Search the records for lines with the word "must" and copy each match.

───── Provided information ─────

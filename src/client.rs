//! JournalistClient - one dispatcher per backend operation

use std::collections::BTreeMap;
use std::sync::Arc;

use tracing::debug;

use crate::config::ClientConfig;
use crate::dispatch::{ActionDispatcher, NormalizedResult, Payload};
use crate::endpoints::{EndpointTable, Operation};
use crate::error::JournalistResult;
use crate::loading::LoadingState;
use crate::notify::{Notifier, TracingNotifier};
use crate::requests::{
    BiasDetectionRequest, FactCheckRequest, FetchNewsRequest, OperationRequest, SummarizeRequest,
    TranslateRequest,
};
use crate::transport::{HttpTransport, Transport};

pub struct JournalistClient {
    endpoints: EndpointTable,
    loading: LoadingState,
    dispatchers: BTreeMap<Operation, ActionDispatcher>,
}

impl JournalistClient {
    /// HTTP transport and tracing notifications
    pub fn new(config: &ClientConfig) -> JournalistResult<Self> {
        config.validate()?;
        let transport = Arc::new(HttpTransport::new(config)?);
        Self::with_parts(config, transport, Arc::new(TracingNotifier::new()))
    }

    pub fn from_env() -> JournalistResult<Self> {
        Self::new(&ClientConfig::from_env()?)
    }

    /// Inject the transport and notifier, e.g. a stub backend in tests
    pub fn with_parts(
        config: &ClientConfig,
        transport: Arc<dyn Transport>,
        notifier: Arc<dyn Notifier>,
    ) -> JournalistResult<Self> {
        let endpoints = EndpointTable::from_base_url(&config.base_url)?;
        let loading = LoadingState::new();

        let dispatchers = endpoints
            .iter()
            .map(|(op, url)| {
                let dispatcher = ActionDispatcher::new(
                    op,
                    url.clone(),
                    op.success_label(),
                    transport.clone(),
                    loading.clone(),
                    notifier.clone(),
                );
                (op, dispatcher)
            })
            .collect();

        debug!(base_url = %config.base_url, "journalist client ready");

        Ok(Self {
            endpoints,
            loading,
            dispatchers,
        })
    }

    pub fn endpoints(&self) -> &EndpointTable {
        &self.endpoints
    }

    /// Shared across every dispatcher this client owns
    pub fn loading(&self) -> &LoadingState {
        &self.loading
    }

    pub fn dispatcher(&self, op: Operation) -> &ActionDispatcher {
        // Built for every operation in with_parts.
        &self.dispatchers[&op]
    }

    /// Untyped dispatch, no validation
    pub async fn dispatch(&self, op: Operation, payload: Payload) -> JournalistResult<NormalizedResult> {
        self.dispatcher(op).dispatch(payload).await
    }

    async fn run<R: OperationRequest>(&self, op: Operation, request: &R) -> JournalistResult<NormalizedResult> {
        request.validate()?;
        let payload = request.to_payload()?;
        self.dispatch(op, payload).await
    }

    pub async fn summarize(&self, request: &SummarizeRequest) -> JournalistResult<NormalizedResult> {
        self.run(Operation::Summarize, request).await
    }

    pub async fn translate(&self, request: &TranslateRequest) -> JournalistResult<NormalizedResult> {
        self.run(Operation::Translate, request).await
    }

    pub async fn fetch_news(&self, request: &FetchNewsRequest) -> JournalistResult<NormalizedResult> {
        self.run(Operation::FetchNews, request).await
    }

    pub async fn fact_check(&self, request: &FactCheckRequest) -> JournalistResult<NormalizedResult> {
        self.run(Operation::FactCheck, request).await
    }

    pub async fn detect_bias(&self, request: &BiasDetectionRequest) -> JournalistResult<NormalizedResult> {
        self.run(Operation::BiasDetection, request).await
    }
}

#[cfg(test)]
mod tests {
    use super::*;
    use crate::error::JournalistError;
    use crate::notify::SilentNotifier;
    use crate::transport::{TransportError, TransportRequest, TransportResponse};
    use async_trait::async_trait;
    use serde_json::json;
    use std::sync::Mutex;

    #[derive(Default)]
    struct EchoTransport {
        urls: Mutex<Vec<String>>,
    }

    #[async_trait]
    impl Transport for EchoTransport {
        async fn send(&self, request: TransportRequest) -> Result<TransportResponse, TransportError> {
            self.urls.lock().unwrap().push(request.url.clone());
            Ok(TransportResponse::json(200, &json!({"echo": request.body})))
        }
    }

    fn client(transport: Arc<EchoTransport>) -> JournalistClient {
        JournalistClient::with_parts(
            &ClientConfig::new("https://news.example.com/api"),
            transport,
            Arc::new(SilentNotifier),
        )
        .unwrap()
    }

    #[test]
    fn test_one_dispatcher_per_operation() {
        let c = client(Arc::new(EchoTransport::default()));
        for op in Operation::ALL {
            let d = c.dispatcher(op);
            assert_eq!(d.operation(), op);
            assert_eq!(d.success_label(), op.success_label());
            assert!(d.endpoint().as_str().ends_with(op.path()));
        }
    }

    #[tokio::test]
    async fn test_typed_call_routes_to_endpoint() {
        let transport = Arc::new(EchoTransport::default());
        let c = client(transport.clone());

        let result = c
            .translate(&TranslateRequest {
                topic: "Hello".into(),
                url: String::new(),
                language: "fr".into(),
            })
            .await
            .unwrap();

        assert_eq!(
            result.data(),
            &json!({"echo": {"topic": "Hello", "url": "", "language": "fr"}})
        );
        assert_eq!(
            transport.urls.lock().unwrap().as_slice(),
            ["https://news.example.com/api/translate"]
        );
    }

    #[tokio::test]
    async fn test_validation_failure_sends_nothing() {
        let transport = Arc::new(EchoTransport::default());
        let c = client(transport.clone());

        let err = c.fetch_news(&FetchNewsRequest::new("")).await.unwrap_err();

        assert!(matches!(err, JournalistError::Validation(_)));
        assert!(transport.urls.lock().unwrap().is_empty());
        assert!(!c.loading().is_loading());
    }
}
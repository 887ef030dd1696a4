//! Client configuration
//!
//! Defaults point at the hosted backend. Values can come from the
//! environment (`AI_JOURNALIST_*`), from a YAML file, or be set directly.

use std::path::Path;
use std::time::Duration;

use serde::{Deserialize, Serialize};

use crate::error::{JournalistError, JournalistResult};

pub const DEFAULT_BASE_URL: &str = "https://ai-news-assistant-6gwu.onrender.com/api";
pub const DEFAULT_TIMEOUT_SECS: u64 = 60;

pub const ENV_BASE_URL: &str = "AI_JOURNALIST_BASE_URL";
pub const ENV_TIMEOUT_SECS: &str = "AI_JOURNALIST_TIMEOUT_SECS";
pub const ENV_WITH_CREDENTIALS: &str = "AI_JOURNALIST_WITH_CREDENTIALS";

#[derive(Debug, Clone, PartialEq, Eq, Serialize, Deserialize)]
#[serde(default)]
pub struct ClientConfig {
    /// Backend origin every endpoint is rooted at
    pub base_url: String,
    /// Per-request timeout
    pub timeout_secs: u64,
    /// Keep cookies between requests
    pub with_credentials: bool,
}

impl Default for ClientConfig {
    fn default() -> Self {
        Self {
            base_url: DEFAULT_BASE_URL.to_string(),
            timeout_secs: DEFAULT_TIMEOUT_SECS,
            with_credentials: true,
        }
    }
}

impl ClientConfig {
    pub fn new(base_url: impl Into<String>) -> Self {
        Self {
            base_url: base_url.into(),
            ..Self::default()
        }
    }

    /// Build from `AI_JOURNALIST_*` environment variables, falling back to defaults
    pub fn from_env() -> JournalistResult<Self> {
        Self::from_lookup(|key| std::env::var(key).ok())
    }

    /// Same as [`from_env`](Self::from_env) but reads through `lookup`.
    pub fn from_lookup<F>(lookup: F) -> JournalistResult<Self>
    where
        F: Fn(&str) -> Option<String>,
    {
        let mut config = Self::default();

        if let Some(base_url) = lookup(ENV_BASE_URL).filter(|v| !v.trim().is_empty()) {
            config.base_url = base_url.trim().to_string();
        }

        if let Some(raw) = lookup(ENV_TIMEOUT_SECS) {
            config.timeout_secs = raw.trim().parse().map_err(|_| {
                JournalistError::Config(format!("{} must be a number of seconds, got '{}'", ENV_TIMEOUT_SECS, raw))
            })?;
        }

        if let Some(raw) = lookup(ENV_WITH_CREDENTIALS) {
            config.with_credentials = parse_bool(&raw).ok_or_else(|| {
                JournalistError::Config(format!("{} must be true or false, got '{}'", ENV_WITH_CREDENTIALS, raw))
            })?;
        }

        config.validate()?;
        Ok(config)
    }

    /// Load from a YAML file; missing keys keep their defaults
    pub fn from_yaml_file(path: impl AsRef<Path>) -> JournalistResult<Self> {
        let path = path.as_ref();
        let content = std::fs::read_to_string(path)
            .map_err(|e| JournalistError::Config(format!("Failed to read {}: {}", path.display(), e)))?;
        let config: ClientConfig = serde_yaml::from_str(&content)
            .map_err(|e| JournalistError::Config(format!("Failed to parse {}: {}", path.display(), e)))?;
        config.validate()?;
        Ok(config)
    }

    pub fn with_timeout_secs(mut self, timeout_secs: u64) -> Self {
        self.timeout_secs = timeout_secs;
        self
    }

    pub fn timeout(&self) -> Duration {
        Duration::from_secs(self.timeout_secs)
    }

    pub fn validate(&self) -> JournalistResult<()> {
        if self.timeout_secs == 0 {
            return Err(JournalistError::Config("timeout must be greater than zero".into()));
        }
        url::Url::parse(&self.base_url).map_err(|e| JournalistError::InvalidUrl {
            url: self.base_url.clone(),
            reason: e.to_string(),
        })?;
        Ok(())
    }
}

fn parse_bool(raw: &str) -> Option<bool> {
    match raw.trim().to_ascii_lowercase().as_str() {
        "1" | "true" | "yes" | "on" => Some(true),
        "0" | "false" | "no" | "off" => Some(false),
        _ => None,
    }
}

#[cfg(test)]
mod tests {
    use super::*;
    use std::collections::HashMap;
    use std::io::Write;

    fn lookup_from(pairs: &[(&str, &str)]) -> impl Fn(&str) -> Option<String> {
        let map: HashMap<String, String> = pairs
            .iter()
            .map(|(k, v)| (k.to_string(), v.to_string()))
            .collect();
        move |key| map.get(key).cloned()
    }

    #[test]
    fn test_defaults() {
        let config = ClientConfig::default();
        assert_eq!(config.base_url, DEFAULT_BASE_URL);
        assert_eq!(config.timeout(), Duration::from_secs(60));
        assert!(config.with_credentials);
    }

    #[test]
    fn test_from_lookup_overrides() {
        let config = ClientConfig::from_lookup(lookup_from(&[
            (ENV_BASE_URL, "http://localhost:8000/api/v1"),
            (ENV_TIMEOUT_SECS, "5"),
            (ENV_WITH_CREDENTIALS, "no"),
        ]))
        .unwrap();

        assert_eq!(config.base_url, "http://localhost:8000/api/v1");
        assert_eq!(config.timeout_secs, 5);
        assert!(!config.with_credentials);
    }

    #[test]
    fn test_from_lookup_rejects_bad_timeout() {
        let err = ClientConfig::from_lookup(lookup_from(&[(ENV_TIMEOUT_SECS, "soon")])).unwrap_err();
        assert!(matches!(err, JournalistError::Config(_)));
    }

    #[test]
    fn test_rejects_relative_base_url() {
        let err = ClientConfig::new("not a url").validate().unwrap_err();
        assert!(matches!(err, JournalistError::InvalidUrl { .. }));
    }

    #[test]
    fn test_from_yaml_file_partial() {
        let mut file = tempfile::NamedTempFile::new().unwrap();
        writeln!(file, "base_url: http://127.0.0.1:9000/api").unwrap();
        writeln!(file, "timeout_secs: 12").unwrap();

        let config = ClientConfig::from_yaml_file(file.path()).unwrap();
        assert_eq!(config.base_url, "http://127.0.0.1:9000/api");
        assert_eq!(config.timeout_secs, 12);
        assert!(config.with_credentials);
    }
}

─────

• [Reply to the task]
                JournalistError::Config(format!("{} must be a number of seconds, got '{}'", ENV_TIMEOUT_SECS, raw))
                JournalistError::Config(format!("{} must be true or false, got '{}'", ENV_WITH_CREDENTIALS, raw))
            return Err(JournalistError::Config("timeout must be greater than zero".into()));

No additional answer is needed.